[Records for processing — start]
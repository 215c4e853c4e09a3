pub mod media;
pub mod provider;
pub mod tool;

pub use media::{GeneratedImage, ImageGenerator, SpeechSynthesizer};
pub use provider::{ChatMessage, ChatRequest, ChatResponse, Provider, Role, ToolCall, ToolChoice};
pub use tool::{ArgValue, Number, ParamKind, ParamSpec, Tool, ToolArgs, ToolSpec};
[Records for processing — finish]
> _Your objective_: Copy each line above exactly as it stands.

> _Response box_:
repository 215c4e853c4e09a3
pub mod media;
pub mod provider;
pub mod tool;

pub use media::{GeneratedImage, ImageGenerator, SpeechSynthesizer};
pub use provider::{ChatMessage, ChatRequest, ChatResponse, Provider, Role, ToolCall, ToolChoice};
pub use tool::{ArgValue, Number, ParamKind, ParamSpec, Tool, ToolArgs, ToolSpec};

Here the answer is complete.